Plot posterior marginals of coefficients

p0 <- mcmc_areas(as.matrix(fit0), pars=vars(-'(Intercept)',-sigma),
                 prob_outer=0.95, area_method = "scaled height") +
  xlim(c(-3.2,2.4))
p0 <- p0 + scale_y_discrete(limits = rev(levels(p0$data$parameter)))
p0

The above figure shows that without standardization of predictors, it looks like there is a different amount of uncertainty on the relevance of the predictors. For example, it looks like absences has really small relevance and high certainty.

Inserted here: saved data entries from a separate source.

//! Operand resolution
//!
//! Turns an operand into a value (read side) or a writable cell (write side)
//! relative to the issuing process.

use crate::error::Result;
use crate::memory::Memory;
use crate::process::Process;
use biota_spec::{register_index, wrap_address, AddressingMode, Operand};

/// Write-side resolution of an operand
#[derive(Debug, Clone, Copy, PartialEq, Eq)]
pub enum Location {
    /// A wrapped memory cell
    Cell(usize),
    /// Immediate operand: nothing to write to
    Immediate,
    /// Register operand: not a memory cell. Behaves like `Immediate` for
    /// jumps and spawns; destination writes handle registers separately.
    Register,
}

impl Location {
    #[inline]
    pub fn cell(self) -> Option<usize> {
        match self {
            Location::Cell(addr) => Some(addr),
            Location::Immediate | Location::Register => None,
        }
    }
}

/// Effective address held in a register, wrapped into the address space
#[inline]
fn register_address(process: &Process, operand: Operand) -> usize {
    wrap_address(i64::from(process.registers[register_index(operand.value)]))
}

/// Read-side resolution
pub fn resolve_value(process: &Process, operand: Operand, memory: &Memory) -> Result<i32> {
    let value = match operand.mode {
        AddressingMode::Immediate => operand.value,
        AddressingMode::Relative => {
            let addr = wrap_address(process.ip as i64 + i64::from(operand.value));
            memory.read(addr)? as i32
        }
        AddressingMode::Register => process.registers[register_index(operand.value)],
        AddressingMode::RegIndirect => memory.read(register_address(process, operand))? as i32,
    };
    Ok(value)
}

/// Write-side resolution
pub fn resolve_address(process: &Process, operand: Operand) -> Location {
    match operand.mode {
        AddressingMode::Immediate => Location::Immediate,
        AddressingMode::Relative => {
            Location::Cell(wrap_address(process.ip as i64 + i64::from(operand.value)))
        }
        AddressingMode::Register => Location::Register,
        AddressingMode::RegIndirect => Location::Cell(register_address(process, operand)),
    }
}


#[cfg(test)]
mod proptests {
    use super::*;
    use crate::lineage::LineageMarker;
    use biota_spec::MEMORY_SIZE;
    use proptest::prelude::*;

    proptest! {
        #[test]
        fn test_relative_in_range(ip in 0usize..MEMORY_SIZE, offset in any::<i32>()) {
            let p = Process {
                ip,
                registers: [0; 4],
                alive: true,
                age: 0,
                depth: 0,
                marker: LineageMarker::new(0),
            };
            let addr = resolve_address(&p, Operand::relative(offset)).cell().unwrap();
            prop_assert!(addr < MEMORY_SIZE);
            prop_assert_eq!(addr as i64, (ip as i64 + i64::from(offset)).rem_euclid(4096));
        }

        #[test]
        fn test_indirect_in_range(reg in any::<i32>(), index in -2048i32..2048) {
            let mut registers = [0; 4];
            registers[register_index(index)] = reg;
            let p = Process {
                ip: 0,
                registers,
                alive: true,
                age: 0,
                depth: 0,
                marker: LineageMarker::new(0),
            };
            let addr = resolve_address(&p, Operand::indirect(index)).cell().unwrap();
            prop_assert!(addr < MEMORY_SIZE);
        }
    }
}
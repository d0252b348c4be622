//! Engine configuration

use biota_spec::{DEFAULT_MUTATION_RATE, MAX_PROCESSES};
use serde::{Deserialize, Serialize};

/// Default number of population samples kept
pub const DEFAULT_HISTORY_CAPACITY: usize = 512;

/// Engine configuration
#[derive(Debug, Clone, PartialEq)]
pub struct EngineConfig {
    /// Probability that a monitored write flips one bit
    pub mutation_rate: f64,

    /// Age limit in turns (0 = unlimited)
    pub max_age: u64,

    /// Cap on concurrently alive processes
    pub max_processes: usize,

    /// Population samples kept before the oldest is dropped
    pub history_capacity: usize,

    /// Seed for the engine's random streams. `None` draws one from entropy.
    pub seed: Option<u64>,
}

impl EngineConfig {
    pub fn with_mutation_rate(mut self, rate: f64) -> Self {
        self.mutation_rate = clamp_rate(rate);
        self
    }

    pub fn with_max_age(mut self, max_age: u64) -> Self {
        self.max_age = max_age;
        self
    }

    pub fn with_max_processes(mut self, max_processes: usize) -> Self {
        self.max_processes = max_processes;
        self
    }

    pub fn with_history_capacity(mut self, capacity: usize) -> Self {
        self.history_capacity = capacity.max(1);
        self
    }

    pub fn with_seed(mut self, seed: u64) -> Self {
        self.seed = Some(seed);
        self
    }
}

impl Default for EngineConfig {
    fn default() -> Self {
        Self {
            mutation_rate: DEFAULT_MUTATION_RATE,
            max_age: 0,
            max_processes: MAX_PROCESSES,
            history_capacity: DEFAULT_HISTORY_CAPACITY,
            seed: None,
        }
    }
}

/// Parameters that change at runtime, from the caller or from SYS
#[derive(Debug, Clone, Copy, PartialEq, Serialize, Deserialize)]
pub struct Tunables {
    /// Always within [0, 1]
    pub mutation_rate: f64,
    /// 0 = unlimited
    pub max_age: u64,
}

impl Tunables {
    pub fn set_mutation_rate(&mut self, rate: f64) {
        self.mutation_rate = clamp_rate(rate);
    }

    pub fn set_max_age(&mut self, max_age: u64) {
        self.max_age = max_age;
    }

    /// True once `age` is past a configured limit
    #[inline]
    pub fn is_expired(&self, age: u64) -> bool {
        self.max_age > 0 && age > self.max_age
    }
}

impl From<&EngineConfig> for Tunables {
    fn from(config: &EngineConfig) -> Self {
        Self {
            mutation_rate: clamp_rate(config.mutation_rate),
            max_age: config.max_age,
        }
    }
}

/// Clamp a probability into [0, 1]; NaN becomes 0
pub(crate) fn clamp_rate(rate: f64) -> f64 {
    if rate.is_nan() {
        0.0
    } else {
        rate.clamp(0.0, 1.0)
    }
}

#[cfg(test)]
mod tests {
    use super::*;

    #[test]
    fn test_config_default() {
        let config = EngineConfig::default();
        assert_eq!(config.mutation_rate, 0.001);
        assert_eq!(config.max_age, 0);
        assert_eq!(config.max_processes, 1000);
        assert_eq!(config.history_capacity, DEFAULT_HISTORY_CAPACITY);
        assert_eq!(config.seed, None);
    }

    #[test]
    fn test_builders() {
        let config = EngineConfig::default()
            .with_mutation_rate(2.0)
            .with_max_age(50)
            .with_max_processes(10)
            .with_history_capacity(0)
            .with_seed(9);
        assert_eq!(config.mutation_rate, 1.0);
        assert_eq!(config.max_age, 50);
        assert_eq!(config.max_processes, 10);
        assert_eq!(config.history_capacity, 1);
        assert_eq!(config.seed, Some(9));
    }

    #[test]
    fn test_clamp_rate() {
        assert_eq!(clamp_rate(-0.5), 0.0);
        assert_eq!(clamp_rate(0.25), 0.25);
        assert_eq!(clamp_rate(f64::NAN), 0.0);
        assert_eq!(clamp_rate(f64::INFINITY), 1.0);
    }

    #[test]
    fn test_expiry() {
        let mut tunables = Tunables::from(&EngineConfig::default());
        assert!(!tunables.is_expired(u64::MAX));
        tunables.set_max_age(5);
        assert!(!tunables.is_expired(5));
        assert!(tunables.is_expired(6));
    }
}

Standardize all predictors for easier comparison of relevances as discussed in Section 12.1.

datastd_G3mat <- data_G3mat
datastd_G3mat[,predictors] <-scale(data_G3mat[,predictors])

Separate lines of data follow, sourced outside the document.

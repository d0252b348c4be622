//! # Instruction Encoding Constants and Helpers
//!
//! Centralized bit layout for biota words.
//!
//! ## Word Format (32-bit, MSB to LSB)
//!
//! ```text
//! [opcode:4][mode_a:2][val_a:12][mode_b:2][val_b:12]
//!  31..28    27..26    25..14    13..12    11..0
//! ```
//!
//! Operand values are 12-bit two's complement, range [-2048, 2047].
//! Encoding truncates out-of-range inputs, it never rejects them.

use crate::instruction::{Instruction, Operand};
use crate::mode::AddressingMode;
use crate::opcode::Opcode;
use crate::Word;

// ============================================================================
// Bit Position Constants
// ============================================================================

/// Opcode field: bits 28-31 (4 bits)
pub const OPCODE_SHIFT: u32 = 28;

/// Operand A mode: bits 26-27 (2 bits)
pub const MODE_A_SHIFT: u32 = 26;

/// Operand A value: bits 14-25 (12 bits)
pub const VAL_A_SHIFT: u32 = 14;

/// Operand B mode: bits 12-13 (2 bits)
pub const MODE_B_SHIFT: u32 = 12;

/// Operand B value: bits 0-11 (12 bits)
pub const VAL_B_SHIFT: u32 = 0;

// ============================================================================
// Field Masks
// ============================================================================

/// Opcode mask (4 bits)
pub const OPCODE_MASK: u32 = 0xF;

/// Mode mask (2 bits)
pub const MODE_MASK: u32 = 0x3;

/// Value field mask (12 bits)
pub const FIELD_MASK: u32 = 0xFFF;

/// Sign bit of a 12-bit value field
pub const FIELD_SIGN_BIT: u32 = 11;

/// Modulus of a value field (2^12)
pub const FIELD_MODULUS: u32 = 1 << 12;

/// Smallest encodable operand value
pub const FIELD_MIN: i32 = -2048;

/// Largest encodable operand value
pub const FIELD_MAX: i32 = 2047;

/// Both value fields of a word, in place: bits [25:14] and [11:0]
pub const VALUE_FIELDS_MASK: u32 = (FIELD_MASK << VAL_A_SHIFT) | (FIELD_MASK << VAL_B_SHIFT);

// ============================================================================
// Field Extraction Functions
// ============================================================================

/// Extract opcode (bits 28-31)
#[inline]
pub const fn extract_opcode(word: Word) -> u32 {
    (word >> OPCODE_SHIFT) & OPCODE_MASK
}

/// Extract operand A mode (bits 26-27)
#[inline]
pub const fn extract_mode_a(word: Word) -> u32 {
    (word >> MODE_A_SHIFT) & MODE_MASK
}

/// Extract raw operand A value (bits 14-25)
#[inline]
pub const fn extract_val_a(word: Word) -> u32 {
    (word >> VAL_A_SHIFT) & FIELD_MASK
}

/// Extract operand B mode (bits 12-13)
#[inline]
pub const fn extract_mode_b(word: Word) -> u32 {
    (word >> MODE_B_SHIFT) & MODE_MASK
}

/// Extract raw operand B value (bits 0-11)
#[inline]
pub const fn extract_val_b(word: Word) -> u32 {
    (word >> VAL_B_SHIFT) & FIELD_MASK
}

/// Sign-extend a 12-bit field into [-2048, 2047]
#[inline]
pub const fn sign_extend_12(field: u32) -> i32 {
    let field = field & FIELD_MASK;
    if field & (1 << FIELD_SIGN_BIT) != 0 {
        // field - 2^12
        field as i32 - FIELD_MODULUS as i32
    } else {
        field as i32
    }
}

// ============================================================================
// Encoding
// ============================================================================

/// Pack raw field values. Every input is masked to its field width.
#[inline]
pub const fn encode_raw(opcode: u32, mode_a: u32, val_a: i32, mode_b: u32, val_b: i32) -> Word {
    ((opcode & OPCODE_MASK) << OPCODE_SHIFT)
        | ((mode_a & MODE_MASK) << MODE_A_SHIFT)
        | (((val_a as u32) & FIELD_MASK) << VAL_A_SHIFT)
        | ((mode_b & MODE_MASK) << MODE_B_SHIFT)
        | (((val_b as u32) & FIELD_MASK) << VAL_B_SHIFT)
}

/// Encode a defined opcode with typed operand modes.
#[inline]
pub const fn encode(
    opcode: Opcode,
    mode_a: AddressingMode,
    val_a: i32,
    mode_b: AddressingMode,
    val_b: i32,
) -> Word {
    encode_raw(
        opcode.to_bits() as u32,
        mode_a.to_bits(),
        val_a,
        mode_b.to_bits(),
        val_b,
    )
}

/// Decode a word. Total: every 32-bit pattern decodes.
#[inline]
pub fn decode(word: Word) -> Instruction {
    Instruction {
        opcode: extract_opcode(word) as u8,
        a: Operand {
            mode: AddressingMode::from_bits(extract_mode_a(word)),
            value: sign_extend_12(extract_val_a(word)),
        },
        b: Operand {
            mode: AddressingMode::from_bits(extract_mode_b(word)),
            value: sign_extend_12(extract_val_b(word)),
        },
    }
}

// ============================================================================
// Packed Field Arithmetic
// ============================================================================

/// Add the two value fields of `src` to those of `dst`, each modulo 4096.
///
/// No carry crosses between the fields, and every bit of `dst` outside
/// [`VALUE_FIELDS_MASK`] is preserved.
#[inline]
pub const fn packed_field_add(dst: Word, src: Word) -> Word {
    let hi = (extract_val_a(dst) + extract_val_a(src)) & FIELD_MASK;
    let lo = (extract_val_b(dst) + extract_val_b(src)) & FIELD_MASK;
    (dst & !VALUE_FIELDS_MASK) | (hi << VAL_A_SHIFT) | (lo << VAL_B_SHIFT)
}
//! Demo ancestor payload

use biota_spec::AddressingMode::{Immediate, Relative};
use biota_spec::{encode, Opcode, Word};

/// Relocating replicator.
///
/// `length` copies of `MOV $0, $offset` move the copy block `offset` words
/// ahead, then `SPWN` starts a child on the copy and the parent dies.
pub fn relocating_replicator(length: usize, offset: i32) -> Vec<Word> {
    let mut program: Vec<Word> = (0..length)
        .map(|_| encode(Opcode::Mov, Relative, 0, Relative, offset))
        .collect();
    let spawn_offset = offset - length as i32;
    program.push(encode(Opcode::Spwn, Relative, spawn_offset, Immediate, 0));
    program.push(encode(Opcode::Die, Immediate, 0, Immediate, 0));
    program
}
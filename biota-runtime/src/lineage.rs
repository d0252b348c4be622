//! Cosmetic lineage markers
//!
//! A marker is a hue in degrees. Roots draw one uniformly, children inherit
//! their parent's hue with a small drift. Markers only tag memory cells for
//! observation; the interpreter never branches on them.

use rand::Rng;
use serde::{Deserialize, Serialize};
use std::fmt;

/// Hue in degrees, always in `[0, 360)`
#[derive(Debug, Clone, Copy, PartialEq, Eq, Hash, Serialize, Deserialize)]
pub struct LineageMarker(u16);

impl LineageMarker {
    /// Number of distinct hues
    pub const HUES: u16 = 360;

    /// Largest hue shift applied per generation, in degrees
    pub const MAX_DRIFT: i32 = 10;

    /// Build a marker, wrapping `hue` into range
    pub fn new(hue: u16) -> Self {
        Self(hue % Self::HUES)
    }

    /// Uniformly random marker for a root process
    pub fn random<R: Rng + ?Sized>(rng: &mut R) -> Self {
        Self(rng.gen_range(0..Self::HUES))
    }

    /// Marker for a child: this hue shifted by up to [`Self::MAX_DRIFT`] degrees
    pub fn drift<R: Rng + ?Sized>(self, rng: &mut R) -> Self {
        let delta = rng.gen_range(-Self::MAX_DRIFT..=Self::MAX_DRIFT);
        let hue = (i32::from(self.0) + delta).rem_euclid(i32::from(Self::HUES));
        Self(hue as u16)
    }

    #[inline]
    pub fn hue(self) -> u16 {
        self.0
    }

    /// False for markers that could only come from a corrupt snapshot
    #[inline]
    pub fn is_valid(self) -> bool {
        self.0 < Self::HUES
    }
}

impl fmt::Display for LineageMarker {
    fn fmt(&self, f: &mut fmt::Formatter<'_>) -> fmt::Result {
        write!(f, "hsl({}, 100%, 50%)", self.0)
    }
}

Default weak prior on coefficients

Fit a regression model with default weak priors

fit1 <- stan_glm(G3mat ~ ., data = datastd_G3mat, seed = SEED, refresh=0)

Plot posterior marginals of coefficients

p1 <- mcmc_areas(as.matrix(fit1), pars=vars(-'(Intercept)',-sigma),
                 prob_outer=0.95, area_method = "scaled height") +
  xlim(c(-1.2,0.8))
p1 <- p1 + scale_y_discrete(limits = rev(levels(p1$data$parameter)))
p1

The above figure shows that after all predictors have been standardized to have equal standard deviation, the uncertainties on the relevances are similar. For example, it is now easier to see that absences has relatively high relevance compared to other predictors in the model.

Compare Bayesian \(R^2\) and LOO \(R^2\)

round(median(bayes_R2(fit1)), 2)
[1] 0.31
round(median(loo_R2(fit1)), 2)
[1] 0.16

Compute LOO log score

(loo1 <- loo(fit1))

Computed from 4000 by 343 log-likelihood matrix

         Estimate   SE
elpd_loo   -864.7 12.6
p_loo        26.5  2.0
looic      1729.4 25.1
------
Monte Carlo SE of elpd_loo is 0.1.

All Pareto k estimates are good (k < 0.5).
See help('pareto-k-diagnostic') for details.

Medians of Bayesian \(R^2\) and LOO \(R^2\) are quite different, and p_loo is approximately 26, which indicates that the model is fitting to all predictors.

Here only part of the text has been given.